Sports

NHL Recount

January 25, 2007


Rory Fitzpatrick is the kind of hard-working journeyman that is becoming harder and harder to find in the National Hockey League today. He doesn’t have the stats of your typical all-star player. In fact, he isn’t on the official all-star ballot at all. Fitzpatrick has exactly one assist this season and only nine goals after a decade in the league. But that didn’t stop Steve Schmid of New York from starting what has now become a national movement: the Vote for Rory campaign.

Not too long ago, the National Hockey League was in the midst of a bitter lockout that posed a considerable threat to the future of the League. The lockout did eventually come to an end, and the sport that gave us the “Miracle on Ice” was brought back to this country. I thought that the NHL had learned its lesson and would treat its fans with the respect one would expect from a league that is a few mistakes away from competing with Major League Soccer for airtime. Unfortunately, the Vote for Rory campaign makes it seem like the fans are once again being left out in the cold.
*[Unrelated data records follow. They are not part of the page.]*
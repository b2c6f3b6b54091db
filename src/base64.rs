use ::base64::{
    engine::{general_purpose::STANDARD, Engine},
    DecodeError,
};

pub(crate) fn encode<T: AsRef<[u8]>>(input: T) -> String {
    STANDARD.encode(input)
}

pub(crate) fn decode<T: AsRef<[u8]>>(input: T) -> Result<Vec<u8>, DecodeError> {
    STANDARD.decode(input)
}
//! ESMTP features advertised in the EHLO reply

use std::{
    collections::HashMap,
    fmt::{self, Display, Formatter},
    net::{Ipv4Addr, Ipv6Addr},
    result::Result,
};

use once_cell::sync::Lazy;
use regex::Regex;

use crate::{
    authentication::Mechanism,
    error::{self, Error},
    response::Response,
};

/// Client identifier, the parameter to `EHLO`
#[derive(PartialEq, Eq, Clone, Debug)]
#[non_exhaustive]
pub enum ClientId {
    /// A fully-qualified domain name
    Domain(String),
    /// An IPv4 address
    Ipv4(Ipv4Addr),
    /// An IPv6 address
    Ipv6(Ipv6Addr),
}

const LOCALHOST_CLIENT: ClientId = ClientId::Ipv4(Ipv4Addr::new(127, 0, 0, 1));

impl Default for ClientId {
    fn default() -> Self {
        // https://tools.ietf.org/html/rfc5321#section-4.1.4
        //
        // The SMTP client MUST, if possible, ensure that the domain parameter
        // to the EHLO command is a primary host name as specified for this
        // command in Section 2.3.5.  If this is not possible (e.g., when the
        // client's address is dynamically assigned and the client does not have
        // an obvious name), an address literal SHOULD be substituted for the
        // domain name.
        hostname::get()
            .ok()
            .and_then(|s| s.into_string().map(Self::Domain).ok())
            .unwrap_or(LOCALHOST_CLIENT)
    }
}

impl Display for ClientId {
    fn fmt(&self, f: &mut Formatter<'_>) -> fmt::Result {
        match *self {
            Self::Domain(ref value) => f.write_str(value),
            Self::Ipv4(ref value) => write!(f, "[{value}]"),
            Self::Ipv6(ref value) => write!(f, "[IPv6:{value}]"),
        }
    }
}

/// A single advertised ESMTP keyword value
#[derive(PartialEq, Eq, Clone, Debug)]
pub enum Feature {
    /// The keyword was advertised without parameters
    Present,
    /// The keyword was advertised with parameter text
    Params(String),
}

impl Feature {
    /// Parameter text, if the keyword carried any
    pub fn params(&self) -> Option<&str> {
        match *self {
            Feature::Present => None,
            Feature::Params(ref params) => Some(params),
        }
    }
}

/// One advertisement line: an optional status-code prefix (kept for raw
/// old-style `250=KEYWORD` lines), the keyword, optional parameter text.
static FEATURE_LINE: Lazy<Regex> =
    Lazy::new(|| Regex::new(r"^(?:\d+[-=])?\s*(\S+)(?:\s+(.*))?$").expect("valid feature regex"));

/// Contains information about an SMTP server, as advertised in its EHLO
/// reply
#[derive(Clone, Debug, Eq, PartialEq, Default)]
pub struct ServerInfo {
    /// The name given in the EHLO greeting line
    name: String,
    /// Advertised ESMTP keywords, lowercased
    features: HashMap<String, Feature>,
}

impl Display for ServerInfo {
    fn fmt(&self, f: &mut Formatter<'_>) -> fmt::Result {
        if self.features.is_empty() {
            write!(f, "{} with no supported features", self.name)
        } else {
            let mut keywords: Vec<&str> = self.features.keys().map(String::as_str).collect();
            keywords.sort_unstable();
            write!(f, "{} with {}", self.name, keywords.join(", "))
        }
    }
}

impl ServerInfo {
    /// Parses an EHLO reply to create a `ServerInfo`
    ///
    /// The first line names the server; every following line is stored as a
    /// feature entry. Lines that do not look like an advertisement are
    /// ignored.
    pub fn from_response(response: &Response) -> Result<ServerInfo, Error> {
        let name = match response.first_word() {
            Some(name) => name,
            None => return Err(error::response("Could not read server name")),
        };

        let mut features: HashMap<String, Feature> = HashMap::new();

        for line in response.lines().skip(1) {
            let captures = match FEATURE_LINE.captures(line) {
                Some(captures) => captures,
                None => continue,
            };

            let keyword = captures[1].to_ascii_lowercase();
            let feature = match captures.get(2).map(|m| m.as_str().trim()) {
                Some(params) if !params.is_empty() => Feature::Params(params.to_owned()),
                _ => Feature::Present,
            };
            features.insert(keyword, feature);
        }

        Ok(ServerInfo {
            name: name.to_owned(),
            features,
        })
    }

    /// Checks if the server advertised an ESMTP keyword
    pub fn supports_feature(&self, keyword: &str) -> bool {
        self.features.contains_key(&keyword.to_ascii_lowercase())
    }

    /// The advertised value of an ESMTP keyword
    pub fn feature(&self, keyword: &str) -> Option<&Feature> {
        self.features.get(&keyword.to_ascii_lowercase())
    }

    /// Picks the first of `mechanisms` whose name occurs in the advertised
    /// `AUTH` parameter text
    pub fn get_auth_mechanism(&self, mechanisms: &[Mechanism]) -> Option<Mechanism> {
        let advertised = self.feature("auth")?.params()?.to_ascii_lowercase();

        mechanisms
            .iter()
            .find(|mechanism| advertised.contains(&mechanism.to_string().to_ascii_lowercase()))
            .copied()
    }

    /// The name given in the EHLO greeting line
    pub fn name(&self) -> &str {
        self.name.as_ref()
    }
}

#[cfg(test)]
mod test {
    use super::*;
    use crate::response::Response;

    fn ehlo_response(lines: &[&str]) -> Response {
        Response::new(250, lines.iter().map(|s| (*s).to_owned()).collect())
    }

    #[test]
    fn test_clientid_fmt() {
        assert_eq!(ClientId::Domain("test".to_owned()).to_string(), "test");
        assert_eq!(LOCALHOST_CLIENT.to_string(), "[127.0.0.1]");
    }

    #[test]
    fn test_from_response() {
        let response = ehlo_response(&[
            "me hello there",
            "8BITMIME",
            "SIZE 42",
            "AUTH PLAIN CRAM-MD5",
        ]);
        let info = ServerInfo::from_response(&response).unwrap();

        assert_eq!(info.name(), "me");
        assert!(info.supports_feature("8bitmime"));
        assert!(info.supports_feature("8BITMIME"));
        assert_eq!(info.feature("size"), Some(&Feature::Params("42".to_owned())));
        assert_eq!(
            info.feature("auth"),
            Some(&Feature::Params("PLAIN CRAM-MD5".to_owned()))
        );
        assert!(!info.supports_feature("starttls"));
    }

    #[test]
    fn test_keywords_are_lowercased_and_params_trimmed() {
        let response = ehlo_response(&["me", "StArtTLS", "SIZE 35882577   "]);
        let info = ServerInfo::from_response(&response).unwrap();

        assert_eq!(info.feature("starttls"), Some(&Feature::Present));
        assert_eq!(
            info.feature("size"),
            Some(&Feature::Params("35882577".to_owned()))
        );
    }

    #[test]
    fn test_old_style_prefix_is_stripped() {
        let response = ehlo_response(&["me", "250=VRFY", "250-HELP"]);
        let info = ServerInfo::from_response(&response).unwrap();

        assert_eq!(info.feature("vrfy"), Some(&Feature::Present));
        assert_eq!(info.feature("help"), Some(&Feature::Present));
    }

    #[test]
    fn test_unparsable_lines_are_ignored() {
        let response = ehlo_response(&["me", "", "   ", "STARTTLS"]);
        let info = ServerInfo::from_response(&response).unwrap();

        assert!(info.supports_feature("starttls"));
        assert!(!info.supports_feature(""));
    }

    #[test]
    fn test_empty_response_has_no_name() {
        let response = Response::new(250, vec![]);
        assert!(ServerInfo::from_response(&response).is_err());
    }

    #[test]
    fn test_get_auth_mechanism_prefers_caller_order() {
        let response = ehlo_response(&["me", "AUTH PLAIN LOGIN CRAM-MD5"]);
        let info = ServerInfo::from_response(&response).unwrap();

        assert_eq!(
            info.get_auth_mechanism(&[
                Mechanism::CramMd5,
                Mechanism::Login,
                Mechanism::Plain,
                Mechanism::Xoauth2,
            ]),
            Some(Mechanism::CramMd5)
        );
        assert_eq!(
            info.get_auth_mechanism(&[Mechanism::Login, Mechanism::Plain]),
            Some(Mechanism::Login)
        );
        assert_eq!(info.get_auth_mechanism(&[Mechanism::Xoauth2]), None);
    }

    #[test]
    fn test_get_auth_mechanism_without_auth_feature() {
        let response = ehlo_response(&["me", "8BITMIME"]);
        let info = ServerInfo::from_response(&response).unwrap();

        assert_eq!(info.get_auth_mechanism(&[Mechanism::Plain]), None);
    }
}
Schmid, who thought that it would be a good change of pace to see a hard-working, little-known veteran like Fitzpatrick make it to the All-Star game, probably had no idea that what began as a one-man crusade would expand into YouTube, and from there onto the pages of USA Today, Sports Illustrated and the New York Times. The reception by the media and fans alike appeared to be largely positive, and the campaign was portrayed as a grass roots movement to change the league.

With the help of all of the news coverage and a robot known as the Rory-O-Matic (a Firefox add-on that automatically votes for Rory), Fitzpatrick garnered 285,000 votes within the first two weeks before Christmas. However, curiously enough, he received only 58,000 the following week. As Daniel Engber of Slate pointed out, the League counted only ballots that were entirely filled in, so there should have been an equal number of votes cast for hockey’s two conferences.

But during the week after Christmas, players in the Eastern Conference received 6 percent more votes than those in Fitzpatrick’s Western Conference. The ballot results on NHL.com show that there were 50,000 more votes in the Eastern Conference. This should be impossible, as only full ballots (that is, a ballot with equal votes for both East and West) are to be counted. Engber noted that among defensemen, the results were even more skewed: the players in the West—Rory among them—got 16 percent fewer votes overall. Where did the votes go? While nothing has been proven, the numbers were exactly what you’d expect to see if the League had dumped 100,000 Rory votes. Now that she isn’t a member of Congress anymore, perhaps Katherine Harris can find employment in the NHL. I’m sure they wouldn’t make a federal case out of it.

In all seriousness, though, I understand that the use of Rory-O-Matic brings Fitzpatrick’s total vote count into question. Whether or not this completely invalidates Fitzpatrick as a player on the All-Star team, I don’t know. What I do know is that there seems to be an awful lot of support behind this campaign, and that many fans thought this would be good for the sport.

I also know that regardless of where those votes came from, for the League to throw this back in the faces of devoted fans is nothing short of professional suicide. If the league did this to compensate for the illegitimate votes, they could have done it publicly and justified themselves. But to do it quietly, behind the scenes, not only indicates an awareness that such a move would be quite unpopular, but also implies a complete lack of respect for NHL fans. Would the League really go so far as to tamper with the votes in order to keep one player out of the All-Star game?